| Foto oleh Syahi. Massa aksi membacakan rilis pers dalam aksi “Harto Bukan Pahlawan” |
Senin,
10 November 2025, sejumlah mahasiswa dan perwakilan aliansi pergerakan
menggelar aksi unjuk rasa di persimpangan Jalan Cik Di Tiro. Aksi yang
berlangsung dari pukul 10.30 hingga 11.45 WIB tersebut menolak pemberian gelar
pahlawan nasional kepada mantan Presiden Soeharto.
Meskipun
singkat, massa aksi yang berkumpul di depan Monumen Tentara Keamanan
Rakyat (TKR) membawa tuntutan jelas: "Harto Bukan Pahlawan".
Aksi berlangsung tertib dengan penyampaian orasi secara bergantian oleh
perwakilan kelompok.
“Memang
suatu hal yang sangat disayangkan, di hari yang diperingati sebagai Hari
Pahlawan Nasional justru disimbolisasi dengan penyematan gelar ‘pahlawan’

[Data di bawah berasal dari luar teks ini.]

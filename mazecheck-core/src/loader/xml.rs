//! Reader for the original XML level format (`map-schema` namespace).
//!
//! ```xml
//! <Maze totalroom="2" xmlns="map-schema">
//!   <Room roomnumber="0">
//!     <Door blockid="1" x="10" y="10" destination="1" locked="false"/>
//!   </Room>
//!   <Room roomnumber="1"/>
//!   <Character blockid="0" x="50" y="50" initialroom="0"/>
//! </Maze>
//! ```
//!
//! Namespaces are ignored; element and attribute names are matched by local
//! name.

use super::dto::{BlockDto, CharacterDto, KeyIdDto, MarkerDto, MazeDto, RoomDto};
use crate::error::{LoadError, MalformedModelError};
use quick_xml::events::{BytesStart, Event};
use quick_xml::Reader;
use std::collections::HashMap;
use std::str::FromStr;

/// Parse an XML level into a [`MazeDto`].
///
/// More than one `<Character>` is a shape error and is reported as
/// [`MalformedModelError::MultipleCharacters`].
pub fn parse_maze_xml(xml: &str) -> Result<MazeDto, LoadError> {
    let mut reader = Reader::from_str(xml);
    reader.config_mut().trim_text(true);

    let mut builder = TreeBuilder::default();
    loop {
        match reader.read_event()? {
            Event::Start(e) => builder.open(&e)?,
            Event::Empty(e) => {
                builder.open(&e)?;
                builder.close();
            }
            Event::End(_) => builder.close(),
            Event::Eof => break,
            _ => {}
        }
    }
    builder.finish()
}

/// Elements that may appear directly inside a `<Room>`.
const BLOCK_ELEMENTS: &[&str] = &[
    "Wall",
    "Ladder",
    "DeadlyBlock",
    "Door",
    "Key",
    "EnemyBot",
    "WindArea",
    "Checkpoint",
];

#[derive(Debug, Clone, Copy, PartialEq, Eq)]
enum Frame {
    Maze,
    Room,
    Bot,
    Leaf,
}

impl Frame {
    fn element(self) -> &'static str {
        match self {
            Frame::Maze => "Maze",
            Frame::Room => "Room",
            Frame::Bot => "EnemyBot",
            Frame::Leaf => "leaf element",
        }
    }
}

#[derive(Default)]
struct TreeBuilder {
    total_rooms: Option<u32>,
    rooms: Vec<RoomDto>,
    characters: Vec<CharacterDto>,
    stack: Vec<Frame>,
}

impl TreeBuilder {
    fn open(&mut self, start: &BytesStart<'_>) -> Result<(), LoadError> {
        let attrs = Attrs::read(start)?;
        let parent = self.stack.last().copied();

        let frame = match (parent, attrs.element.as_str()) {
            (None, "Maze") if self.total_rooms.is_none() => {
                self.total_rooms = Some(attrs.int("totalroom")?);
                Frame::Maze
            }
            (Some(Frame::Maze), "Room") => {
                self.rooms.push(RoomDto {
                    roomnumber: attrs.int("roomnumber")?,
                    blocks: Vec::new(),
                });
                Frame::Room
            }
            (Some(Frame::Maze), "Character") => {
                self.characters.push(CharacterDto {
                    initialroom: attrs.int("initialroom")?,
                    blockid: attrs.optional_int("blockid")?,
                    x: attrs.optional_int("x")?,
                    y: attrs.optional_int("y")?,
                });
                Frame::Leaf
            }
            (Some(Frame::Room), element) if BLOCK_ELEMENTS.contains(&element) => {
                let block = read_block(&attrs)?;
                let frame = if matches!(block, BlockDto::EnemyBot { .. }) {
                    Frame::Bot
                } else {
                    Frame::Leaf
                };
                if let Some(room) = self.rooms.last_mut() {
                    room.blocks.push(block);
                }
                frame
            }
            (Some(Frame::Bot), "Marker") => {
                let marker = MarkerDto {
                    x: attrs.int("x")?,
                    y: attrs.int("y")?,
                };
                let bot = self
                    .rooms
                    .last_mut()
                    .and_then(|room| room.blocks.last_mut());
                if let Some(BlockDto::EnemyBot { markers, .. }) = bot {
                    markers.push(marker);
                }
                Frame::Leaf
            }
            (parent, element) => {
                return Err(LoadError::UnexpectedElement {
                    element: element.to_string(),
                    parent: parent.map_or("document", Frame::element).to_string(),
                })
            }
        };

        self.stack.push(frame);
        Ok(())
    }

    fn close(&mut self) {
        self.stack.pop();
    }

    fn finish(mut self) -> Result<MazeDto, LoadError> {
        let totalroom = self.total_rooms.ok_or(LoadError::MissingElement("Maze"))?;
        if self.characters.len() > 1 {
            return Err(MalformedModelError::MultipleCharacters(self.characters.len()).into());
        }
        Ok(MazeDto {
            totalroom,
            rooms: self.rooms,
            character: self.characters.pop(),
        })
    }
}

fn read_block(attrs: &Attrs) -> Result<BlockDto, LoadError> {
    let blockid = attrs.int("blockid")?;
    let x = attrs.int("x")?;
    let y = attrs.int("y")?;

    let block = match attrs.element.as_str() {
        "Wall" => BlockDto::Wall {
            blockid,
            x,
            y,
            width: attrs.int("width")?,
            height: attrs.int("height")?,
        },
        "Ladder" => BlockDto::Ladder {
            blockid,
            x,
            y,
            width: attrs.int("width")?,
            height: attrs.int("height")?,
        },
        "DeadlyBlock" => BlockDto::DeadlyBlock {
            blockid,
            x,
            y,
            width: attrs.int("width")?,
            height: attrs.int("height")?,
        },
        "Door" => BlockDto::Door {
            blockid,
            x,
            y,
            destination: attrs.int("destination")?,
            locked: attrs.boolean("locked")?,
        },
        "Key" => BlockDto::Key {
            blockid,
            x,
            y,
            keyid: KeyIdDto::Text(attrs.text("keyid")?.to_string()),
        },
        "EnemyBot" => BlockDto::EnemyBot {
            blockid,
            x,
            y,
            markers: Vec::new(),
        },
        "WindArea" => BlockDto::WindArea {
            blockid,
            x,
            y,
            width: attrs.int("width")?,
            height: attrs.int("height")?,
            compass_direction: attrs.int("compass-direction")?,
            strength: attrs.int("strength")?,
            visible: attrs.boolean("visible")?,
        },
        "Checkpoint" => BlockDto::Checkpoint { blockid, x, y },
        other => {
            return Err(LoadError::UnexpectedElement {
                element: other.to_string(),
                parent: "Room".to_string(),
            })
        }
    };
    Ok(block)
}

/// Attributes of one element, keyed by local name.
struct Attrs {
    element: String,
    values: HashMap<String, String>,
}

impl Attrs {
    fn read(start: &BytesStart<'_>) -> Result<Self, LoadError> {
        let element = String::from_utf8_lossy(start.local_name().as_ref()).into_owned();
        let mut values = HashMap::new();
        for attr in start.attributes() {
            let attr = attr.map_err(quick_xml::Error::from)?;
            let key = String::from_utf8_lossy(attr.key.local_name().as_ref()).into_owned();
            let value = attr.unescape_value()?.into_owned();
            values.insert(key, value);
        }
        Ok(Self { element, values })
    }

    fn text(&self, name: &'static str) -> Result<&str, LoadError> {
        self.values
            .get(name)
            .map(String::as_str)
            .ok_or_else(|| LoadError::MissingAttribute {
                element: self.element.clone(),
                attribute: name,
            })
    }

    fn int<T: FromStr>(&self, name: &'static str) -> Result<T, LoadError> {
        let raw = self.text(name)?;
        raw.trim().parse().map_err(|_| self.invalid(name, raw))
    }

    fn optional_int<T: FromStr>(&self, name: &'static str) -> Result<Option<T>, LoadError> {
        match self.values.contains_key(name) {
            true => self.int(name).map(Some),
            false => Ok(None),
        }
    }

    /// `xs:boolean` lexical forms.
    fn boolean(&self, name: &'static str) -> Result<bool, LoadError> {
        match self.text(name)?.trim() {
            "true" | "1" => Ok(true),
            "false" | "0" => Ok(false),
            other => Err(self.invalid(name, other)),
        }
    }

    fn invalid(&self, name: &'static str, value: &str) -> LoadError {
        LoadError::InvalidAttribute {
            element: self.element.clone(),
            attribute: name,
            value: value.to_string(),
        }
    }
}

#[cfg(test)]
mod tests {
    use super::*;

    const TWO_ROOMS: &str = r#"<?xml version="1.0" encoding="UTF-8"?>
<Maze totalroom="2" xmlns="map-schema">
  <Room roomnumber="0">
    <Wall blockid="1" x="0" y="0" width="100" height="10"/>
    <Door blockid="2" x="40" y="20" destination="1" locked="true"/>
    <Key blockid="3" x="60" y="20" keyid="2"/>
    <EnemyBot blockid="4" x="10" y="30">
      <Marker x="10" y="30"/>
      <Marker x="90" y="30"/>
    </EnemyBot>
  </Room>
  <Room roomnumber="1">
    <WindArea blockid="5" x="0" y="0" width="20" height="20" compass-direction="3" strength="2" visible="false"/>
    <Checkpoint blockid="6" x="5" y="5"/>
  </Room>
  <Character blockid="0" x="50" y="50" initialroom="0"/>
</Maze>
"#;

    #[test]
    fn test_basic_xml_parse() {
        let dto = parse_maze_xml(TWO_ROOMS).unwrap();
        assert_eq!(dto.totalroom, 2);
        assert_eq!(dto.rooms.len(), 2);
        assert_eq!(dto.rooms[0].blocks.len(), 4);
        assert_eq!(dto.rooms[1].blocks.len(), 2);
        let character = dto.character.as_ref().unwrap();
        assert_eq!(character.initialroom, 0);
        assert_eq!(character.x, Some(50));
    }

    #[test]
    fn test_markers_attach_to_bot() {
        let dto = parse_maze_xml(TWO_ROOMS).unwrap();
        match &dto.rooms[0].blocks[3] {
            BlockDto::EnemyBot {
                blockid, markers, ..
            } => {
                assert_eq!(*blockid, 4);
                assert_eq!(markers.len(), 2);
                assert_eq!(markers[1].x, 90);
            }
            other => panic!("Expected EnemyBot, got {:?}", other),
        }
    }

    #[test]
    fn test_door_attributes() {
        let dto = parse_maze_xml(TWO_ROOMS).unwrap();
        match &dto.rooms[0].blocks[1] {
            BlockDto::Door {
                destination,
                locked,
                ..
            } => {
                assert_eq!(*destination, 1);
                assert!(*locked);
            }
            other => panic!("Expected Door, got {:?}", other),
        }
    }

    #[test]
    fn test_missing_attribute_fails() {
        let xml = r#"<Maze totalroom="1"><Room roomnumber="0"><Door blockid="1" x="0" y="0" locked="false"/></Room></Maze>"#;
        let err = parse_maze_xml(xml).unwrap_err();
        assert!(
            matches!(
                err,
                LoadError::MissingAttribute {
                    attribute: "destination",
                    ..
                }
            ),
            "got {:?}",
            err
        );
    }

    #[test]
    fn test_unknown_block_fails() {
        let xml = r#"<Maze totalroom="1"><Room roomnumber="0"><Lava blockid="1" x="0" y="0"/></Room></Maze>"#;
        assert!(matches!(
            parse_maze_xml(xml),
            Err(LoadError::UnexpectedElement { .. })
        ));
    }

    #[test]
    fn test_marker_outside_bot_fails() {
        let xml = r#"<Maze totalroom="1"><Room roomnumber="0"><Marker x="0" y="0"/></Room></Maze>"#;
        match parse_maze_xml(xml) {
            Err(LoadError::UnexpectedElement { element, parent }) => {
                assert_eq!(element, "Marker");
                assert_eq!(parent, "Room");
            }
            other => panic!("Expected UnexpectedElement, got {:?}", other),
        }
    }

    #[test]
    fn test_structural_elements_inside_room_fail() {
        for inner in [r#"<Character initialroom="0"/>"#, r#"<Room roomnumber="1"/>"#] {
            let xml = format!(
                r#"<Maze totalroom="1"><Room roomnumber="0">{}</Room></Maze>"#,
                inner
            );
            assert!(
                matches!(
                    parse_maze_xml(&xml),
                    Err(LoadError::UnexpectedElement { ref parent, .. }) if parent == "Room"
                ),
                "accepted {}",
                inner
            );
        }
    }

    #[test]
    fn test_second_maze_fails() {
        let xml = r#"<Maze totalroom="1"/><Maze totalroom="5"/>"#;
        match parse_maze_xml(xml) {
            Err(LoadError::UnexpectedElement { element, parent }) => {
                assert_eq!(element, "Maze");
                assert_eq!(parent, "document");
            }
            other => panic!("Expected UnexpectedElement, got {:?}", other),
        }
    }

    #[test]
    fn test_non_integer_attribute_fails() {
        let xml = r#"<Maze totalroom="two"/>"#;
        assert!(matches!(
            parse_maze_xml(xml),
            Err(LoadError::InvalidAttribute {
                attribute: "totalroom",
                ..
            })
        ));
    }

    #[test]
    fn test_two_characters_fail() {
        let xml = r#"<Maze totalroom="1"><Room roomnumber="0"/>
            <Character initialroom="0"/><Character initialroom="0"/></Maze>"#;
        assert!(matches!(
            parse_maze_xml(xml),
            Err(LoadError::Model(MalformedModelError::MultipleCharacters(2)))
        ));
    }

    #[test]
    fn test_empty_document_fails() {
        assert!(matches!(
            parse_maze_xml(""),
            Err(LoadError::MissingElement("Maze"))
        ));
    }
}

kepada penjahat rezim yang jelas kita semua tahu, seolah-olah mereka
(pemerintah) tidak punya empati terhadap kesengsaraan rakyat,” ucap Dandi,
seorang aktivis Forum Cik Di Tiro.
Aksi
ini sengaja digelar di Monumen Tentara Keamanan Rakyat (TKR) selain karena
strategis, juga dinilai memiliki ikatan simbolis dengan Soeharto.
Letaknya yang berada di antara Museum Dharma Wiratama dan Gedung Partai
Golongan Karya (Golkar), sangat merepresentasikan sentimen terhadap sang Bapak
Pembangunan.
“Seperti
yang kita tahu, kedua tempat ini sangat terkait dan menjadi simbol dari era
Soeharto. Di sini ada museum (penghormatan) TNI dan di sana ada gedung Golkar.
Militer digunakan sebagai mesin pembunuh rakyat, sedangkan Golkar adalah alat
politik yang memungkinkan kekejamannya terjadi,” jelas Ghozi, Koordinator
Lapangan III.
Ghozi
juga menambahkan, bahwa pemberian gelar pahlawan ini bukan sekadar wujud
nepotisme hubungan Prabowo dengan Soeharto, melainkan seolah melegitimasi
adanya upaya membawa kembali rezim dengan gaya kepemimpinan koersif masa orba.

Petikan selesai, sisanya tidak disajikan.